El capítulo noveno, está dedicado a la angustia. ¿Cuál es la verdad que encierra la angustia?. Y se inicia explicándonos que para Lacan la verdad sobre la angustia, eso que “no engaña” es traída por Kierkegaard. Éste plantea la angustia analizando el pecado original en el mito de Adan y Eva. En el paso de la “inocencia” de la “indeterminación”, características de la especie, a través del pecado original y la culpa, hasta el individuo, toma lugar la angustia. Por eso la esencia de la angustia es la imprecisión, la indeterminación. “El objeto de la angustia es la nada” dirá Kierkegaard. Será el lenguaje el que ocupará el lugar vacío. A partir de la culpa, del pecado, la palabra vendrá a sustituir a la nada. El capítulo recorre la influencia de Kierkegaard sobre Lacan y el psicoanálisis, sus críticas a Hegel, con una llamativa referencia a la función de falta y a la ausencia, y a esa su “espina en la carne”, “eso que en el fondo llenó mi vida”, en palabras del filósofo danés.

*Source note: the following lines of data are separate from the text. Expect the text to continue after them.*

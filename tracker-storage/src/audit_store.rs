//! Append-only audit store, independent of the primary store.
//!
//! Entries are immutable once appended. The only deletion path is
//! `delete_before`, the retention cleanup statement.

use std::sync::RwLock;

use tracker_core::{
    AuditAction, AuditEntry, EntityId, EntityType, StorageError, Timestamp, TrackerResult,
};

/// All-`Option` filter for audit queries. `None` fields match everything.
#[derive(Debug, Clone, Default)]
pub struct AuditQuery {
    pub entity_type: Option<EntityType>,
    pub entity_id: Option<EntityId>,
    pub action: Option<AuditAction>,
    pub actor: Option<String>,
    pub start: Option<Timestamp>,
    pub end: Option<Timestamp>,
}

impl AuditQuery {
    fn matches(&self, entry: &AuditEntry) -> bool {
        if let Some(et) = self.entity_type {
            if entry.entity_type != et {
                return false;
            }
        }
        if let Some(id) = self.entity_id {
            if entry.entity_id != Some(id) {
                return false;
            }
        }
        if let Some(action) = self.action {
            if entry.action != action {
                return false;
            }
        }
        if let Some(ref actor) = self.actor {
            if &entry.actor != actor {
                return false;
            }
        }
        if let Some(start) = self.start {
            if entry.timestamp < start {
                return false;
            }
        }
        if let Some(end) = self.end {
            if entry.timestamp > end {
                return false;
            }
        }
        true
    }
}

/// Append-only audit log storage.
pub trait AuditStore: Send + Sync {
    /// Append one entry. This is the only write path besides cleanup.
    fn append(&self, entry: &AuditEntry) -> TrackerResult<()>;

    /// Get one entry by ID.
    fn get(&self, id: EntityId) -> TrackerResult<Option<AuditEntry>>;

    /// Entries matching the filter, newest first.
    fn find(&self, query: &AuditQuery) -> TrackerResult<Vec<AuditEntry>>;

    /// Count of entries matching the filter.
    fn count(&self, query: &AuditQuery) -> TrackerResult<u64>;

    /// Delete every entry with `timestamp` strictly before `cutoff`.
    /// Returns the number deleted.
    fn delete_before(&self, cutoff: Timestamp) -> TrackerResult<u64>;

    /// Total number of stored entries.
    fn len(&self) -> TrackerResult<u64>;

    fn is_empty(&self) -> TrackerResult<bool> {
        Ok(self.len()? == 0)
    }
}

/// In-memory audit store backed by a single vec under a lock.
#[derive(Debug, Default)]
pub struct InMemoryAuditStore {
    entries: RwLock<Vec<AuditEntry>>,
}

impl InMemoryAuditStore {
    pub fn new() -> Self {
        Self::default()
    }
}

impl AuditStore for InMemoryAuditStore {
    fn append(&self, entry: &AuditEntry) -> TrackerResult<()> {
        let mut entries = self
            .entries
            .write()
            .map_err(|_| StorageError::LockPoisoned)?;
        entries.push(entry.clone());
        Ok(())
    }

    fn get(&self, id: EntityId) -> TrackerResult<Option<AuditEntry>> {
        let entries = self.entries.read().map_err(|_| StorageError::LockPoisoned)?;
        Ok(entries.iter().find(|e| e.entry_id == id).cloned())
    }

    fn find(&self, query: &AuditQuery) -> TrackerResult<Vec<AuditEntry>> {
        let entries = self.entries.read().map_err(|_| StorageError::LockPoisoned)?;
        let mut matched: Vec<AuditEntry> = entries
            .iter()
            .filter(|e| query.matches(e))
            .cloned()
            .collect();
        matched.sort_by(|a, b| b.timestamp.cmp(&a.timestamp));
        Ok(matched)
    }

    fn count(&self, query: &AuditQuery) -> TrackerResult<u64> {
        let entries = self.entries.read().map_err(|_| StorageError::LockPoisoned)?;
        Ok(entries.iter().filter(|e| query.matches(e)).count() as u64)
    }

    fn delete_before(&self, cutoff: Timestamp) -> TrackerResult<u64> {
        let mut entries = self
            .entries
            .write()
            .map_err(|_| StorageError::LockPoisoned)?;
        let before = entries.len();
        entries.retain(|e| e.timestamp >= cutoff);
        Ok((before - entries.len()) as u64)
    }

    fn len(&self) -> TrackerResult<u64> {
        let entries = self.entries.read().map_err(|_| StorageError::LockPoisoned)?;
        Ok(entries.len() as u64)
    }
}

El décimo capítulo, que cierra el libro, lo dedica Varela al término unheimlich, “lo siniestro”, eso “extraño e inquietante” en términos de Shelling y que Freud expone en su escrito del mismo nombre de 1919: eso que “habiendo sido destinado para permanecer en el secreto, en lo oculto, ha salido a la luz”, para el filósofo alemán: “todo lo que debería permanecer secreto, pero que se manifiesta”. Se trata del término antónimo de heimlich, que tiene varios significados diferentes (y que se acercan a aquel su antónimo): bien lo que es “familiar, íntimo y amable”, bien “lo secreto, lo oculto, lo impenetrable”, y al mismo tiempo “lo vedado, lo escondido, lo peligroso”. Lo siniestro surgiría, en palabras del autor, del “juego dialéctico entre dos términos opuestos, por el hecho de que está concentrado en el mismo objeto lo familiar y lo extraño, lo escondido y lo visible”, por ello “lo que era antes familiar emerge bajo un aspecto amenazante, peligros, siniestro”, “haciendo coincidir en el seno del objeto, a la vez presente y ausente, el acto de olvidar y el acto de rememorar”. Desde aquí el autor abordará, entre otros elementos, y como cierre del capítulo anterior y colofón del libro, la angustia en relación con lo siniestro, haciéndose eco del Malestar en la Cultura de Freud: “No existe nada más siniestro que el hombre”.

En definitiva, “La Normalización del Mal”, un libro de Carlos Varela Nájera que no deja al lector indiferente, y que no podemos por menos que recomendar, sin dejar de advertir con palabras de Nietzsche, de Más allá del Bien y del Mal: “Cuando miras largo tiempo a un abismo, también este mira dentro de ti».